Assessment strategy

Vision

Assessment at Leeds will be fair, inclusive and authentic and designed to support learning.  Using digital technologies to deliver assessment and feedback practices and processes, we will ensure that assessment upholds academic standards and integrity whilst providing students with appropriate opportunities to demonstrate their potential and achievement.

Assessment Principles

  • Assessment will enable and support learning. It is key to the overall student experience and should encourage students to become reflexive learners, providing them with multiple opportunities to demonstrate, consolidate and evaluate their personal values, learning and skill development at programme level.
  • Our assessment practices will be underpinned by appropriate disciplinary pedagogies and will reflect our commitment to student-centred education.
  • Assessment will be designed and delivered in a way that is transparent, fair and compassionate and acknowledges the lived experience of all staff and students involved.
  • Assessment will be accessible and inclusive for all students.
  • Assessment will be digital by default. We will make optimal use of digital platforms to support diversity, inclusivity and to improve efficiency.
  • Assessment will be authentic, aligned to the expectations of academic disciplines, professional bodies, employers and other relevant organisations and will promote the development of learning alongside technical and transferable skills.
  • Assessment will form an integral part of programme design. Assessment will flow from well-designed programme learning outcomes.
  • Staff and students will be partners in assessment and will have a shared understanding of the purpose of assessment and feedback to support learning.
  • Our assessment processes and practices will embed a shared understanding and commitment to academic integrity, and will ensure that standards and the integrity of the Leeds degree are upheld.

Objectives

1.0 To ensure our assessment practices are designed to support learning and progression using an evidence-based approach.

  • To consider assessment at programme level in the first instance, making links between programme level learning outcomes and assessment explicit.
  • To improve the balance between formative and summative assessment and to provide students more opportunity to reflect and act on feedback in a timely manner.
  • To position assessment as a tool for reflexive learning as well as a measure of learning.
  • To provide opportunities for students to demonstrate how they have met assessment criteria at multiple points within a programme.
  • To introduce opportunities for synoptic assessment.
  • To clearly articulate what students need to do within individual assessments and improve how assessment criteria are developed, articulated and applied.

2.0 To involve staff and students in the development of an assessment culture which is fair, inclusive and authentic.
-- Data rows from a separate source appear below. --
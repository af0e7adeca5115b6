//! Checkout: turning a cart snapshot into a submitted order.
//!
//! [`draft`] validates the checkout form against a cart snapshot and the
//! signed-in user and produces an immutable [`OrderDraft`].
//! [`Checkout::submit`] consumes the draft, hands it to an [`OrderStore`]
//! and clears the cart once the store has accepted it. If the store fails,
//! the cart is untouched and the draft comes back inside the error for a
//! retry.

mod orders;

pub use orders::{MemoryOrderStore, Order, OrderStats, OrderStore, OrderStoreError};

use std::fmt;
use std::str::FromStr;

use serde::{Deserialize, Serialize};
use thiserror::Error;
use tracing::{info, instrument, warn};

use parfum_core::{CurrencyCode, NonBlank, OrderId, Price, TextError, UserId};

use crate::cart::{CartAggregator, CartStore, LineItem, total_amount};
use crate::session::SessionUser;

// =============================================================================
// Checkout choices
// =============================================================================

/// Courier offered at checkout.
#[derive(Debug, Clone, Copy, PartialEq, Eq, Hash, Default, Serialize, Deserialize)]
#[serde(rename_all = "lowercase")]
pub enum ShippingMethod {
    #[default]
    Jne,
    Jnt,
    Sicepat,
    Ninja,
}

impl ShippingMethod {
    /// Name shown to the shopper.
    #[must_use]
    pub const fn label(self) -> &'static str {
        match self {
            Self::Jne => "JNE Reguler",
            Self::Jnt => "JNT Express",
            Self::Sicepat => "SiCepat",
            Self::Ninja => "Ninja Express",
        }
    }
}

impl fmt::Display for ShippingMethod {
    fn fmt(&self, f: &mut fmt::Formatter<'_>) -> fmt::Result {
        f.write_str(self.label())
    }
}

impl FromStr for ShippingMethod {
    type Err = String;

    fn from_str(s: &str) -> Result<Self, Self::Err> {
        match s {
            "jne" => Ok(Self::Jne),
            "jnt" => Ok(Self::Jnt),
            "sicepat" => Ok(Self::Sicepat),
            "ninja" => Ok(Self::Ninja),
            _ => Err(format!("unknown shipping method: {s}")),
        }
    }
}

/// How the shopper pays.
#[derive(Debug, Clone, Copy, PartialEq, Eq, Hash, Default, Serialize, Deserialize)]
#[serde(rename_all = "lowercase")]
pub enum PaymentMethod {
    /// Bank transfer.
    #[default]
    Transfer,
    Qris,
    /// Cash on delivery.
    Cod,
}

impl fmt::Display for PaymentMethod {
    fn fmt(&self, f: &mut fmt::Formatter<'_>) -> fmt::Result {
        match self {
            Self::Transfer => write!(f, "transfer"),
            Self::Qris => write!(f, "qris"),
            Self::Cod => write!(f, "cod"),
        }
    }
}

impl FromStr for PaymentMethod {
    type Err = String;

    fn from_str(s: &str) -> Result<Self, Self::Err> {
        match s {
            "transfer" => Ok(Self::Transfer),
            "qris" => Ok(Self::Qris),
            "cod" => Ok(Self::Cod),
            _ => Err(format!("unknown payment method: {s}")),
        }
    }
}

// =============================================================================
// Form and draft
// =============================================================================

/// Checkout form input, as typed by the shopper.
#[derive(Debug, Clone, Default, Deserialize)]
#[serde(rename_all = "camelCase")]
pub struct CheckoutForm {
    pub name: String,
    pub phone: String,
    pub address: String,
    pub city: String,
    pub postal_code: String,
    #[serde(default)]
    pub shipping_method: ShippingMethod,
    #[serde(default)]
    pub payment_method: PaymentMethod,
    #[serde(default)]
    pub notes: String,
}

/// Validated delivery details.
#[derive(Debug, Clone, PartialEq, Eq, Serialize)]
#[serde(rename_all = "camelCase")]
pub struct ShippingInfo {
    pub name: NonBlank,
    pub phone: NonBlank,
    pub address: NonBlank,
    pub city: NonBlank,
    pub postal_code: NonBlank,
    pub method: ShippingMethod,
}

/// Who an order belongs to.
#[derive(Debug, Clone, PartialEq, Eq, Serialize)]
#[serde(rename_all = "camelCase")]
pub struct Customer {
    pub user_id: UserId,
    pub email: String,
}

impl From<&SessionUser> for Customer {
    fn from(user: &SessionUser) -> Self {
        Self {
            user_id: user.user_id.clone(),
            email: user.email.clone(),
        }
    }
}

/// Why a draft could not be built.
#[derive(Debug, Clone, PartialEq, Eq, Error)]
pub enum ValidationError {
    #[error("Cart is empty")]
    EmptyCart,

    #[error("Missing required field: {0}")]
    MissingField(&'static str),

    #[error("Invalid field {field}: {source}")]
    InvalidField {
        field: &'static str,
        #[source]
        source: TextError,
    },

    #[error("No signed-in user")]
    MissingIdentity,

    #[error("Order total exceeds the representable amount")]
    AmountOverflow,
}

fn required(field: &'static str, value: &str) -> Result<NonBlank, ValidationError> {
    NonBlank::parse(value).map_err(|e| match e {
        TextError::Blank => ValidationError::MissingField(field),
        source @ TextError::TooLong { .. } => ValidationError::InvalidField { field, source },
    })
}

/// An order ready to be submitted.
///
/// Built once by [`draft`] and consumed by [`Checkout::submit`].
#[derive(Debug, Clone, PartialEq, Eq, Serialize)]
#[serde(rename_all = "camelCase")]
pub struct OrderDraft {
    customer: Customer,
    line_items: Vec<LineItem>,
    total: Price,
    shipping: ShippingInfo,
    payment_method: PaymentMethod,
    notes: String,
}

impl OrderDraft {
    #[must_use]
    pub const fn customer(&self) -> &Customer {
        &self.customer
    }

    #[must_use]
    pub fn line_items(&self) -> &[LineItem] {
        &self.line_items
    }

    #[must_use]
    pub const fn total(&self) -> Price {
        self.total
    }

    #[must_use]
    pub const fn shipping(&self) -> &ShippingInfo {
        &self.shipping
    }

    #[must_use]
    pub const fn payment_method(&self) -> PaymentMethod {
        self.payment_method
    }

    #[must_use]
    pub fn notes(&self) -> &str {
        &self.notes
    }
}

/// Build an order draft from a cart snapshot.
///
/// # Errors
///
/// Returns `ValidationError::EmptyCart` for an empty snapshot,
/// `ValidationError::MissingIdentity` when nobody is signed in, and
/// `ValidationError::MissingField` for the first blank required field
/// (name, phone, address, city, postal code, in that order). A snapshot
/// whose total does not fit in a `Decimal` yields
/// `ValidationError::AmountOverflow`.
pub fn draft(
    snapshot: Vec<LineItem>,
    currency: CurrencyCode,
    form: &CheckoutForm,
    user: Option<&SessionUser>,
) -> Result<OrderDraft, ValidationError> {
    if snapshot.is_empty() {
        return Err(ValidationError::EmptyCart);
    }
    let user = user.ok_or(ValidationError::MissingIdentity)?;

    let shipping = ShippingInfo {
        name: required("name", &form.name)?,
        phone: required("phone", &form.phone)?,
        address: required("address", &form.address)?,
        city: required("city", &form.city)?,
        postal_code: required("postalCode", &form.postal_code)?,
        method: form.shipping_method,
    };

    let total = total_amount(&snapshot).ok_or(ValidationError::AmountOverflow)?;

    Ok(OrderDraft {
        customer: Customer::from(user),
        total: Price::new(total, currency),
        line_items: snapshot,
        shipping,
        payment_method: form.payment_method,
        notes: form.notes.trim().to_string(),
    })
}

// =============================================================================
// Submission
// =============================================================================

/// A rejected submission. Carries the draft back so it can be retried.
#[derive(Debug, Error)]
#[error("Order submission failed: {source}")]
pub struct SubmitError {
    pub draft: Box<OrderDraft>,
    #[source]
    pub source: OrderStoreError,
}

impl SubmitError {
    /// Take back the draft for another attempt.
    #[must_use]
    pub fn into_draft(self) -> OrderDraft {
        *self.draft
    }
}

/// Submits drafts to an order store.
#[derive(Debug)]
pub struct Checkout<S> {
    orders: S,
}

impl<S: OrderStore> Checkout<S> {
    #[must_use]
    pub const fn new(orders: S) -> Self {
        Self { orders }
    }

    /// The order store.
    #[must_use]
    pub const fn orders(&self) -> &S {
        &self.orders
    }

    /// Submit `draft` and clear `cart` once the order is stored.
    ///
    /// A failure to persist the cleared cart is logged but does not fail
    /// the submission: the order exists and the in-memory cart is empty.
    ///
    /// # Errors
    ///
    /// Returns a [`SubmitError`] holding the draft if the store rejects
    /// it. The cart is not modified in that case.
    #[instrument(skip_all, fields(user_id = %draft.customer.user_id, lines = draft.line_items.len()))]
    pub async fn submit<C: CartStore>(
        &self,
        draft: OrderDraft,
        cart: &mut CartAggregator<C>,
    ) -> Result<OrderId, SubmitError> {
        let id = match self.orders.create(&draft).await {
            Ok(id) => id,
            Err(source) => {
                warn!(error = %source, "Order submission failed, keeping cart");
                return Err(SubmitError {
                    draft: Box::new(draft),
                    source,
                });
            }
        };

        info!(order_id = %id, total = %draft.total.display(), "Order submitted");

        if let Err(e) = cart.clear() {
            warn!(order_id = %id, error = %e, "Order placed but cleared cart was not persisted");
        }
        Ok(id)
    }
}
  • To position students as partners in assessment, involving them in shaping assessment that is relevant and gives them the best opportunities to show how they have met their learning objectives in addition to surfacing the ways in which that learning prepares them for their futures.
  • To ensure assessment is inclusive by design.
  • To improve assessment literacy across the institution for all staff and students.
  • To move away from closed book, knowledge-recall examinations and towards relevant assessment which focuses on the application of both skills and knowledge.
  • To support students in the surfacing and articulation of skills which are assessed throughout their programme of study.
  • To update our approach to assessment using the latest pedagogical research.
  • To develop opportunities for staff training and development for improving assessment practices.

3.0 To embed digital technologies in our assessment and feedback practices and processes.

  • To make our approach to the whole assessment cycle (including , delivery, submission, marking, feedback, marks processing and examinations) digital by default.
  • To establish the most effective digital platforms, administration and training for staff and students to ensure that assessment and feedback can be digital by default.
  • To utilise approved digital tools that ensure data is captured, stored and shared in a consistent manner reducing the need to store data locally and thereby preserving the integrity and accuracy of assessment data.
  • To provide high quality training and development for staff and students to support the implementation of digital pedagogies for assessment and feedback, drawing on sector developments.
  • To involve staff and students in reviewing the digital technologies deployed and sharing effective practices.
  • To establish clear principles and guidance for Online Time Limited Assessments and monitor the implementation of these.
  • To capitalise on available technologies that support students’ understanding of and commitment to academic integrity.

4.0 To develop effective operational processes for assessment to improve consistency, maximise efficiency and ensure standards. 

  • To establish a shared understanding amongst both students and staff of the purpose and approach to different assessment methods used at the University.
  • To ensure that assessment strategies at the level of the programme are clear and coherent, seeking opportunities to reduce workload associated with summative assessment for students and staff and to simplify operations where possible.
  • To adopt standard, consistent, institutional-wide end-to-end assessment processes with clearly defined roles and responsibilities for implementation that deliver an equitable student experience.
  • To develop a single institutional code of practice for assessment.
  • To improve the experience of assessment for students through effective assessment design, with an aim to reduce the need for (and administration of) resits and mitigating circumstances.
  • To address issues around academic integrity through better training, improved digital technologies and appropriate assessment design.
  • To ensure that assessment and marking are appropriately calibrated and in line with sector frameworks and benchmarks.
  • To ensure that the University’s regulatory frameworks are articulated in a clear and accessible manner.